Stored items:
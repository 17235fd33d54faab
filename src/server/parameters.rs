use std::collections::HashMap;

/// Parameters worth re-deploying when a server connection moves between
/// clients. Everything else is advertised but not synced.
const TRACKED_PARAMETERS: [&str; 5] = [
    "application_name",
    "client_encoding",
    "DateStyle",
    "standard_conforming_strings",
    "TimeZone",
];

/// Map the all-lowercase spellings clients put in startup packets onto the
/// mixed-case names the server reports in ParameterStatus, so both sources
/// land on one key.
fn canonical_key(key: &str) -> Option<&'static str> {
    match key {
        "datestyle" => Some("DateStyle"),
        "timezone" => Some("TimeZone"),
        _ => None,
    }
}

fn is_tracked(key: &str) -> bool {
    TRACKED_PARAMETERS.contains(&key)
}

/// A GUC-like key/value set: the session's running state, a server's
/// advertised state, or a route's cached advertised set.
#[derive(Debug, Clone, Default)]
pub struct ServerParameters {
    parameters: HashMap<String, String>,
}

impl ServerParameters {
    pub fn new() -> Self {
        ServerParameters {
            parameters: HashMap::new(),
        }
    }

    pub fn is_empty(&self) -> bool {
        self.parameters.is_empty()
    }

    pub fn len(&self) -> usize {
        self.parameters.len()
    }

    /// If `startup` is false, only tracked parameters are recorded.
    pub fn set_param(&mut self, key: String, value: String, startup: bool) {
        let key = match canonical_key(&key) {
            Some(canonical) => canonical.to_string(),
            None => key,
        };

        if startup || is_tracked(&key) {
            self.parameters.insert(key, value);
        }
    }

    pub fn set_from_hashmap(&mut self, parameters: &HashMap<String, String>, startup: bool) {
        for (key, value) in parameters {
            self.set_param(key.to_string(), value.to_string(), startup);
        }
    }

    pub fn get(&self, key: &str) -> Option<&String> {
        self.parameters.get(key)
    }

    pub fn iter(&self) -> impl Iterator<Item = (&String, &String)> {
        self.parameters.iter()
    }

    /// Tracked parameters that `incoming` wants different from what this set
    /// currently holds. The result is what a deploy has to SET.
    pub fn diff_tracked(&self, incoming: &ServerParameters) -> Vec<(String, String)> {
        let mut diff = Vec::new();

        for key in TRACKED_PARAMETERS {
            let Some(wanted) = incoming.parameters.get(key) else {
                continue;
            };
            if self.parameters.get(key) != Some(wanted) {
                diff.push((key.to_string(), wanted.to_string()));
            }
        }

        diff
    }
}

#[cfg(test)]
mod tests {
    use super::*;

    #[test]
    fn startup_keys_are_canonicalized() {
        let mut params = ServerParameters::new();
        params.set_param("timezone".into(), "UTC".into(), true);
        params.set_param("datestyle".into(), "ISO".into(), true);

        assert_eq!(params.get("TimeZone").map(String::as_str), Some("UTC"));
        assert_eq!(params.get("DateStyle").map(String::as_str), Some("ISO"));
        assert!(params.get("timezone").is_none());
    }

    #[test]
    fn untracked_parameters_need_startup_flag() {
        let mut params = ServerParameters::new();
        params.set_param("search_path".into(), "public".into(), false);
        assert!(params.is_empty());

        params.set_param("search_path".into(), "public".into(), true);
        assert_eq!(params.len(), 1);
    }

    #[test]
    fn diff_only_reports_tracked_changes() {
        let mut server = ServerParameters::new();
        server.set_param("client_encoding".into(), "UTF8".into(), true);
        server.set_param("TimeZone".into(), "UTC".into(), true);

        let mut session = ServerParameters::new();
        session.set_param("client_encoding".into(), "LATIN1".into(), true);
        session.set_param("TimeZone".into(), "UTC".into(), true);
        session.set_param("search_path".into(), "app".into(), true);

        let diff = server.diff_tracked(&session);
        assert_eq!(diff, vec![("client_encoding".to_string(), "LATIN1".to_string())]);
    }

    #[test]
    fn diff_includes_keys_the_server_never_saw() {
        let server = ServerParameters::new();
        let mut session = ServerParameters::new();
        session.set_param("application_name".into(), "psql".into(), true);

        let diff = server.diff_tracked(&session);
        assert_eq!(
            diff,
            vec![("application_name".to_string(), "psql".to_string())]
        );
    }
}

Problem
Lines containing "psql": tally them across the records above and give the total alone.

Solved problem
2